Оба получались не полностью еще покорены и временами взбрыкивали и взбунтовывались, но эти бессмысленные восстания только благосклонно приветствовались ею, не вслух, конечно. Она оказывалась в своей стихии и вела широко-маневренные военные действия по подавлению простодушных, искренне неподготовленных мятежей с удовольствием, изяществом и изобретательностью и в результате всегда усугубляла степень закабаления обреченно-подданных. Какая там любовь могла сравниться с острой радостью нравиться себе в минуты триумфа, когда, неисчислимые в радужном разнообразии, покалывают везде иголочки непомерного превосходства. Никакой жестокости в ней не было, как не существовало и никакого сострадания.
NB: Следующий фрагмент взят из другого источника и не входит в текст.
//! Plain-text table rendering for previews and mapping listings.

use itertools::Itertools;

const COLUMN_GAP: &str = "  ";
const MIN_COLUMN_WIDTH: usize = 3;

pub fn render_table<H, C>(headers: &[H], rows: &[Vec<C>]) -> String
where
    H: AsRef<str>,
    C: AsRef<str>,
{
    let headers = headers.iter().map(|h| flatten(h.as_ref())).collect_vec();
    let rows = rows
        .iter()
        .map(|row| {
            (0..headers.len())
                .map(|idx| row.get(idx).map(|c| flatten(c.as_ref())).unwrap_or_default())
                .collect_vec()
        })
        .collect_vec();

    let widths = headers
        .iter()
        .enumerate()
        .map(|(idx, header)| {
            rows.iter()
                .map(|row| row[idx].chars().count())
                .chain(std::iter::once(header.chars().count()))
                .max()
                .unwrap_or(0)
                .max(MIN_COLUMN_WIDTH)
        })
        .collect_vec();

    let mut output = String::new();
    output.push_str(&format_line(&headers, &widths));
    let separator = widths.iter().map(|w| "-".repeat(*w)).collect_vec();
    output.push_str(&format_line(&separator, &widths));
    for row in &rows {
        output.push_str(&format_line(row, &widths));
    }
    output
}

pub fn print_table<H, C>(headers: &[H], rows: &[Vec<C>])
where
    H: AsRef<str>,
    C: AsRef<str>,
{
    print!("{}", render_table(headers, rows));
}

fn format_line(cells: &[String], widths: &[usize]) -> String {
    let line = cells
        .iter()
        .zip(widths)
        .map(|(cell, width)| format!("{cell:<width$}"))
        .join(COLUMN_GAP);
    format!("{}\n", line.trim_end())
}

/// Keeps each cell on one line.
fn flatten(value: &str) -> String {
    value.replace(['\r', '\n', '\t'], " ")
}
Она представлялась себе в такие, пропитанные сладостью, моменты, кем-то вроде золотой Фемиды из рисовано-скульптурных заставок к юридическим телепередачам, с утонченною твердостью держащую идеально выточенной рукой, эталонные весы, где на обеих открытых чашах нет места сентиментальным слабостям и снисходительным сомнениям.
Вообще она не очень хорошо относилась к мужчинам, и свое нежелание и неумение без них обходиться смогла естественно-гармонично соединить, в приемлемой нынешней пропорции, через болезненные, о чем выше нами частично говорилось, опыты, нервозные эксперименты, долгие мысли и общее свое повзросление, укрепившее ее в правоте взглядов на противоположный пол.
Образ и позиция женщины, не собирающейся никогда и ни за кого замуж и не намеревающейся собственно никогда же никого в обыкновенно-классическом смысле любить, начал фрагментами закладываться в ней с детства, вместе с первыми сокрушительными впечатлениями познания особенностей мужского характера на примерах отца и старшего брата, ни капли не стеснявшихся отвратительного эгоизма и скверных манер. Разительно поражал, в сравнении с женщинами дома, этот, объединенный в общий, рисунок мужского пола, внешне неряшливый и нечистый и внутренне шкурно-лентяйский, примитивно-наплевательско-бездушный к семье и ее благополучию, бессовестно равнодушный к домашним делам и обязанностям, бесчувственный к, выполняющим, помимо собственных неисчислимых забот, тяжелые работы женщинам.
Она видела, конечно, что, вроде бы, совсем не такие есть на свете отцы и братья, но все равно не верила в их полную обратную отличность от своих близких родственников, и все сильнее укоренялась в представлениях о заданной сильному полу природой, вместе с уже описанными бытовыми изъянами, еще и черствости, нечуткости и жестокости к полу прекрасному и в романтических отношениях.
Совсем подтвердились эти горестные наблюдения за всесильным полом после первого же чувства, встреченного ею, несмотря на предубеждения, с открытым сердцем и чистыми помыслами. Мальчик не оценил идеалистических девичьих намерений, не осознал и не оправдал последних надежд на реабилитацию в ее глазах своих половых собратьев, да и сам начал быстро надоедать и скоро виделся не таким уж красивым, как поначалу казался.
Она только по инерции не расставалась одно время с ним, может, не расставалась бы и дольше, но он повел себя так глупо, истерично и слабо, требуя повышенного внимания к самым незначительным душевным царапинам и выдавая мелкие сердечные контузии за смертельные ранения, а ее за них ответственной, что пришлось беззаветно бежать от тиранских претензий надоевшего красавчика.
В последующих историях она, ученая первым безоглядством, всегда теперь осторожничала с авансовой идеализацией мужчины и расставалась с ним, если и не всякий раз легко, то, договорив, во внутренних немых монологах обращаясь к покинутому (себя покинутой она ни разу не посчитала), доведенные до тихих выражений мотивы невозможности примирения, сразу успокаивалась и осматривалась в поисках следующего, не надеясь на качественные улучшения мужской природы в образе очередного претендента на ее внимание.